MATERIAL FOR THIS EXERCISE:
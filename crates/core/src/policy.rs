//! Cacheability policy for lazily populated entries.
//!
//! Steady-state population is deliberately narrow: only plain same-origin
//! GET responses with status 200 are stored. Redirected, cross-origin and
//! non-200 responses pass through to the caller untouched.

use url::Url;

/// True if two URLs share scheme, host and port.
pub fn same_origin(a: &Url, b: &Url) -> bool {
    a.scheme() == b.scheme() && a.host_str() == b.host_str() && a.port_or_known_default() == b.port_or_known_default()
}

/// Decide whether a fetched response may be written to the cache.
///
/// A response is cacheable when all of the following hold:
/// - the request method is GET,
/// - the final status is 200,
/// - no redirect was followed (requested and final URL are identical),
/// - the target shares the configured upstream's origin.
pub fn should_cache(method: &str, status: u16, requested: &Url, final_url: &Url, upstream: &Url) -> bool {
    method == "GET" && status == 200 && requested == final_url && same_origin(requested, upstream)
}

#[cfg(test)]
mod tests {
    use super::*;

    fn url(s: &str) -> Url {
        Url::parse(s).unwrap()
    }

    #[test]
    fn test_same_origin_ignores_path() {
        assert!(same_origin(&url("http://localhost:8080/a"), &url("http://localhost:8080/b?q=1")));
    }

    #[test]
    fn test_same_origin_default_port() {
        assert!(same_origin(&url("https://example.com/"), &url("https://example.com:443/x")));
        assert!(!same_origin(&url("https://example.com/"), &url("https://example.com:8443/x")));
    }

    #[test]
    fn test_should_cache_plain_hit() {
        let upstream = url("http://localhost:8080/");
        let target = url("http://localhost:8080/app.js");
        assert!(should_cache("GET", 200, &target, &target, &upstream));
    }

    #[test]
    fn test_should_cache_rejects_non_200() {
        let upstream = url("http://localhost:8080/");
        let target = url("http://localhost:8080/missing.js");
        assert!(!should_cache("GET", 404, &target, &target, &upstream));
        assert!(!should_cache("GET", 500, &target, &target, &upstream));
    }

    #[test]
    fn test_should_cache_rejects_redirected() {
        let upstream = url("http://localhost:8080/");
        let requested = url("http://localhost:8080/old");
        let final_url = url("http://localhost:8080/new");
        assert!(!should_cache("GET", 200, &requested, &final_url, &upstream));
    }

    #[test]
    fn test_should_cache_rejects_cross_origin() {
        let upstream = url("http://localhost:8080/");
        let target = url("https://cdn.example.com/lib.js");
        assert!(!should_cache("GET", 200, &target, &target, &upstream));
    }

    #[test]
    fn test_should_cache_rejects_non_get() {
        let upstream = url("http://localhost:8080/");
        let target = url("http://localhost:8080/form");
        assert!(!should_cache("POST", 200, &target, &target, &upstream));
    }
}
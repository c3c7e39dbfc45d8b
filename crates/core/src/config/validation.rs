//! Configuration validation rules.
//!
//! This module provides validation logic for `AppConfig` values
//! after they have been loaded from environment, files, or defaults.

use crate::config::AppConfig;
use thiserror::Error;

/// Configuration validation errors.
#[derive(Debug, Error)]
pub enum ConfigError {
    #[error("failed to load configuration: {0}")]
    LoadFailed(String),

    #[error("invalid configuration: {field} - {reason}")]
    Invalid { field: String, reason: String },

    #[error("missing required configuration: {field} ({hint})")]
    Missing { field: String, hint: String },
}

impl AppConfig {
    /// Validate configuration values after loading.
    ///
    /// # Errors
    ///
    /// Returns `ConfigError::Missing` if `version` or `upstream` is unset,
    /// and `ConfigError::Invalid` if:
    /// - `upstream` is not an http(s) origin or `listen` is not a socket address
    /// - `offline_fallback` is not listed in the manifest
    /// - `max_bytes` is 0 or exceeds 50MB
    /// - `timeout_ms` is less than 100ms or exceeds 5 minutes
    /// - `user_agent` is empty
    pub fn validate(&self) -> Result<(), ConfigError> {
        if self.version.trim().is_empty() {
            return Err(ConfigError::Missing {
                field: "version".into(),
                hint: "Set LARDER_VERSION environment variable".into(),
            });
        }

        if self.upstream.trim().is_empty() {
            return Err(ConfigError::Missing {
                field: "upstream".into(),
                hint: "Set LARDER_UPSTREAM environment variable".into(),
            });
        }

        self.upstream_url()?;
        self.listen_addr()?;

        if let Some(fallback) = &self.offline_fallback
            && !self.manifest.contains(fallback)
        {
            return Err(ConfigError::Invalid {
                field: "offline_fallback".into(),
                reason: "must be listed in the manifest so it is precached".into(),
            });
        }

        if self.max_bytes == 0 {
            return Err(ConfigError::Invalid { field: "max_bytes".into(), reason: "must be greater than 0".into() });
        }
        if self.max_bytes > 50 * 1024 * 1024 {
            return Err(ConfigError::Invalid { field: "max_bytes".into(), reason: "must not exceed 50MB".into() });
        }

        if self.timeout_ms < 100 {
            return Err(ConfigError::Invalid { field: "timeout_ms".into(), reason: "must be at least 100ms".into() });
        }
        if self.timeout_ms > 300_000 {
            return Err(ConfigError::Invalid {
                field: "timeout_ms".into(),
                reason: "must not exceed 5 minutes (300000ms)".into(),
            });
        }

        if self.user_agent.is_empty() {
            return Err(ConfigError::Invalid { field: "user_agent".into(), reason: "must not be empty".into() });
        }

        if self.manifest.is_empty() {
            tracing::warn!("manifest is empty; nothing will be precached on install");
        }

        Ok(())
    }
}

#[cfg(test)]
mod tests {
    use super::*;

    fn valid_config() -> AppConfig {
        AppConfig {
            version: "v1".into(),
            upstream: "http://localhost:3000".into(),
            manifest: vec!["/index.html".into(), "/app.js".into()],
            ..Default::default()
        }
    }

    #[test]
    fn test_validate_valid_config() {
        assert!(valid_config().validate().is_ok());
    }

    #[test]
    fn test_validate_missing_version() {
        let config = AppConfig { version: "  ".into(), ..valid_config() };
        let result = config.validate();
        assert!(matches!(result, Err(ConfigError::Missing { field, .. }) if field == "version"));
    }

    #[test]
    fn test_validate_missing_upstream() {
        let config = AppConfig { upstream: String::new(), ..valid_config() };
        let result = config.validate();
        assert!(matches!(result, Err(ConfigError::Missing { field, .. }) if field == "upstream"));
    }

    #[test]
    fn test_validate_bad_upstream() {
        let config = AppConfig { upstream: "not a url".into(), ..valid_config() };
        let result = config.validate();
        assert!(matches!(result, Err(ConfigError::Invalid { field, .. }) if field == "upstream"));
    }

    #[test]
    fn test_validate_fallback_must_be_in_manifest() {
        let config = AppConfig { offline_fallback: Some("/offline.html".into()), ..valid_config() };
        let result = config.validate();
        assert!(matches!(result, Err(ConfigError::Invalid { field, .. }) if field == "offline_fallback"));

        let mut config = valid_config();
        config.manifest.push("/offline.html".into());
        config.offline_fallback = Some("/offline.html".into());
        assert!(config.validate().is_ok());
    }

    #[test]
    fn test_validate_max_bytes_zero() {
        let config = AppConfig { max_bytes: 0, ..valid_config() };
        let result = config.validate();
        assert!(matches!(result, Err(ConfigError::Invalid { field, .. }) if field == "max_bytes"));
    }

    #[test]
    fn test_validate_max_bytes_exceeds_limit() {
        let config = AppConfig { max_bytes: 51 * 1024 * 1024, ..valid_config() }; // 51MB
        let result = config.validate();
        assert!(matches!(result, Err(ConfigError::Invalid { field, .. }) if field == "max_bytes"));
    }

    #[test]
    fn test_validate_timeout_too_small() {
        let config = AppConfig { timeout_ms: 50, ..valid_config() };
        let result = config.validate();
        assert!(matches!(result, Err(ConfigError::Invalid { field, .. }) if field == "timeout_ms"));
    }

    #[test]
    fn test_validate_timeout_exceeds_limit() {
        let config = AppConfig { timeout_ms: 301_000, ..valid_config() };
        let result = config.validate();
        assert!(matches!(result, Err(ConfigError::Invalid { field, .. }) if field == "timeout_ms"));
    }

    #[test]
    fn test_validate_empty_user_agent() {
        let config = AppConfig { user_agent: String::new(), ..valid_config() };
        let result = config.validate();
        assert!(matches!(result, Err(ConfigError::Invalid { field, .. }) if field == "user_agent"));
    }

    #[test]
    fn test_validate_edge_case_values() {
        let config = AppConfig { max_bytes: 1, timeout_ms: 100, ..valid_config() }; // minimum valid values
        assert!(config.validate().is_ok());
    }
}
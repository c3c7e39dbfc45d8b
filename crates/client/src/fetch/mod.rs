//! HTTP fetch pipeline for cache population.
//!
//! The manager never talks to reqwest directly; it goes through the
//! `Fetcher` trait so install and interception can be driven by a scripted
//! implementation in tests.
//!
//! ### Behavior
//! - Non-2xx statuses are not errors here: the gateway passes them through
//!   and the cacheability policy keeps them out of the store.
//! - Redirects are followed up to a limit; the final URL is reported so the
//!   policy can tell a redirected response from a plain one.
//! - Bodies are fully buffered, capped at `max_bytes`.

use std::time::{Duration, Instant};

use async_trait::async_trait;
use bytes::Bytes;
use reqwest::{Client, header};
use url::Url;

use larder_core::Error;

/// Configuration for the fetch client.
#[derive(Debug, Clone)]
pub struct FetchConfig {
    /// User agent string (default: "larder/0.1")
    pub user_agent: String,

    /// Maximum response body size in bytes (default: 5MB)
    pub max_bytes: usize,

    /// Request timeout (default: 20s)
    pub timeout: Duration,

    /// Maximum number of redirects to follow (default: 5)
    pub max_redirects: usize,
}

impl Default for FetchConfig {
    fn default() -> Self {
        Self {
            user_agent: "larder/0.1".to_string(),
            max_bytes: 5 * 1024 * 1024,
            timeout: Duration::from_millis(20000),
            max_redirects: 5,
        }
    }
}

/// Response from a fetch operation, fully buffered.
#[derive(Debug, Clone)]
pub struct FetchedResponse {
    /// The URL requested
    pub url: Url,
    /// The final URL after redirects
    pub final_url: Url,
    /// HTTP status code
    pub status: u16,
    /// Content-Type header
    pub content_type: Option<String>,
    /// Response headers (values that are valid UTF-8 only)
    pub headers: Vec<(String, String)>,
    /// Response body bytes
    pub bytes: Bytes,
    /// Time taken to fetch in milliseconds
    pub fetch_ms: u64,
}

/// Network access as the cache manager sees it.
#[async_trait]
pub trait Fetcher: Send + Sync {
    /// Issue a GET for the given URL and buffer the response.
    async fn fetch(&self, url: &Url) -> Result<FetchedResponse, Error>;
}

/// HTTP fetch client backed by reqwest.
pub struct FetchClient {
    http: Client,
    config: FetchConfig,
}

impl FetchClient {
    /// Create a new fetch client with the given configuration.
    pub fn new(config: FetchConfig) -> Result<Self, Error> {
        let http = Client::builder()
            .user_agent(&config.user_agent)
            .timeout(config.timeout)
            .redirect(reqwest::redirect::Policy::limited(config.max_redirects))
            .use_rustls_tls()
            .gzip(true)
            .brotli(true)
            .deflate(true)
            .build()
            .map_err(|e| Error::HttpError(format!("failed to build HTTP client: {}", e)))?;

        Ok(Self { http, config })
    }

    /// Get reference to the configuration.
    pub fn config(&self) -> &FetchConfig {
        &self.config
    }
}

#[async_trait]
impl Fetcher for FetchClient {
    async fn fetch(&self, url: &Url) -> Result<FetchedResponse, Error> {
        let start = Instant::now();

        let response = self.http.get(url.as_str()).send().await.map_err(|e| {
            if e.is_timeout() {
                Error::FetchTimeout(format!("{}: {}", url, e))
            } else {
                Error::HttpError(format!("network error: {}", e))
            }
        })?;

        let status = response.status().as_u16();
        let final_url = Url::parse(response.url().as_str()).map_err(|e| Error::InvalidUrl(e.to_string()))?;

        if let Some(len) = response.content_length()
            && len as usize > self.config.max_bytes
        {
            return Err(Error::FetchTooLarge(format!("{} bytes exceeds {}", len, self.config.max_bytes)));
        }

        let headers: Vec<(String, String)> = response
            .headers()
            .iter()
            .filter_map(|(k, v)| v.to_str().ok().map(|s| (k.to_string(), s.to_string())))
            .collect();

        let content_type = response
            .headers()
            .get(header::CONTENT_TYPE)
            .and_then(|v| v.to_str().ok())
            .map(|s| s.to_string());

        let bytes = response
            .bytes()
            .await
            .map_err(|e| Error::HttpError(format!("failed to read response: {}", e)))?;

        if bytes.len() > self.config.max_bytes {
            return Err(Error::FetchTooLarge(format!(
                "{} bytes exceeds {}",
                bytes.len(),
                self.config.max_bytes
            )));
        }

        let fetch_ms = start.elapsed().as_millis() as u64;

        tracing::debug!(
            "fetched {} -> {} in {}ms ({} bytes, status {})",
            url,
            final_url,
            fetch_ms,
            bytes.len(),
            status
        );

        Ok(FetchedResponse { url: url.clone(), final_url, status, content_type, headers, bytes, fetch_ms })
    }
}

#[cfg(test)]
mod tests {
    use super::*;

    #[test]
    fn test_fetch_config_default() {
        let config = FetchConfig::default();
        assert_eq!(config.user_agent, "larder/0.1");
        assert_eq!(config.max_bytes, 5 * 1024 * 1024);
        assert_eq!(config.timeout, Duration::from_millis(20000));
        assert_eq!(config.max_redirects, 5);
    }

    #[test]
    fn test_fetched_response_fields() {
        let response = FetchedResponse {
            url: Url::parse("http://localhost:3000/index.html").unwrap(),
            final_url: Url::parse("http://localhost:3000/index.html").unwrap(),
            status: 200,
            content_type: Some("text/html".to_string()),
            headers: vec![("content-type".to_string(), "text/html".to_string())],
            bytes: Bytes::from_static(b"<html></html>"),
            fetch_ms: 12,
        };

        assert_eq!(response.status, 200);
        assert_eq!(response.bytes.len(), 13);
        assert_eq!(response.content_type.as_deref(), Some("text/html"));
    }

    #[tokio::test]
    async fn test_fetch_client_new() {
        let config = FetchConfig::default();
        let client = FetchClient::new(config);
        assert!(client.is_ok());
    }
}
//! BlueZ backend
//!
//! Talks to `bluetoothd` over D-Bus through `bluer`. Linux has no runtime
//! permission prompts for Bluetooth, so permissions come from
//! [`UnrestrictedPermissions`].
//!
//! BlueZ reports a device as soon as it answers an inquiry and resolves its
//! name later; the name is read once when the device is added, so a device
//! whose name arrives late is dropped by the registry for that scan.

use async_trait::async_trait;
use bluer::rfcomm::{SocketAddr, Stream};
use bluer::{Adapter, AdapterEvent, AdapterProperty, Address, DiscoveryFilter, Session};
use futures::StreamExt;
use std::io;
use std::sync::Arc;
use std::time::Duration;
use tracing::{debug, info};

use super::{
    ConnectionTransport, DiscoveryTransport, Platform, PowerStateStream, RadioAdapter, SerialLink,
    SightingStream, UnrestrictedPermissions,
};
use crate::config::SessionConfig;
use crate::error::Result;
use crate::types::{AdapterState, Sighting};

/// BlueZ-backed adapter, inquiry and RFCOMM connector
pub struct BluezPlatform {
    _session: Session,
    adapter: Adapter,
    channel: u8,
    scan_duration: Duration,
}

impl BluezPlatform {
    /// Open the default adapter
    pub async fn new(config: &SessionConfig) -> Result<Arc<Self>> {
        let session = Session::new().await?;
        let adapter = session.default_adapter().await?;
        info!(
            adapter = adapter.name(),
            channel = config.rfcomm_channel,
            "Using BlueZ adapter"
        );
        Ok(Arc::new(Self {
            _session: session,
            adapter,
            channel: config.rfcomm_channel,
            scan_duration: config.scan_duration,
        }))
    }

    /// Bundle this backend as a [`Platform`]
    pub fn platform(self: &Arc<Self>) -> Platform {
        Platform::new(
            Arc::new(UnrestrictedPermissions),
            self.clone(),
            self.clone(),
            self.clone(),
        )
    }
}

#[async_trait]
impl RadioAdapter for BluezPlatform {
    async fn current_power_state(&self) -> Result<AdapterState> {
        let powered = self.adapter.is_powered().await?;
        Ok(if powered {
            AdapterState::On
        } else {
            AdapterState::Off
        })
    }

    async fn subscribe_power_state(&self) -> Result<PowerStateStream> {
        let events = self.adapter.events().await?;
        let states = events.filter_map(|event| async move {
            match event {
                AdapterEvent::PropertyChanged(AdapterProperty::Powered(true)) => {
                    Some(AdapterState::On)
                }
                AdapterEvent::PropertyChanged(AdapterProperty::Powered(false)) => {
                    Some(AdapterState::Off)
                }
                _ => None,
            }
        });
        Ok(states.boxed())
    }
}

#[async_trait]
impl DiscoveryTransport for BluezPlatform {
    async fn start_scan(&self) -> Result<SightingStream> {
        let filter = DiscoveryFilter {
            transport: bluer::DiscoveryTransport::BrEdr,
            ..Default::default()
        };
        self.adapter.set_discovery_filter(filter).await?;

        let events = self.adapter.discover_devices().await?;
        let adapter = self.adapter.clone();
        let sightings = events
            .filter_map(move |event| {
                let adapter = adapter.clone();
                async move {
                    let AdapterEvent::DeviceAdded(addr) = event else {
                        return None;
                    };
                    let name = match adapter.device(addr) {
                        Ok(device) => device.name().await.ok().flatten(),
                        Err(_) => None,
                    };
                    debug!(address = %addr, ?name, "Inquiry response");
                    Some(Ok(Sighting {
                        address: addr.to_string(),
                        display_name: name,
                    }))
                }
            })
            .take_until(tokio::time::sleep(self.scan_duration));
        Ok(sightings.boxed())
    }

    async fn cancel_scan(&self) -> Result<()> {
        // Discovery stops when the session drops the event stream
        debug!("BlueZ discovery released");
        Ok(())
    }
}

#[async_trait]
impl ConnectionTransport for BluezPlatform {
    async fn connect_by_address(&self, address: &str) -> io::Result<SerialLink> {
        let addr: Address = address.parse().map_err(|e| {
            io::Error::new(
                io::ErrorKind::InvalidInput,
                format!("invalid address {}: {}", address, e),
            )
        })?;
        let stream = Stream::connect(SocketAddr::new(addr, self.channel)).await?;
        let (reader, writer) = stream.into_split();
        Ok(SerialLink::from_split(reader, writer))
    }
}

TASK STATEMENT:
Whenever a line in the records contains the word "reader", copy that line.

RESPONSE TO THIS EXERCISE:
        let (reader, writer) = stream.into_split();
        Ok(SerialLink::from_split(reader, writer))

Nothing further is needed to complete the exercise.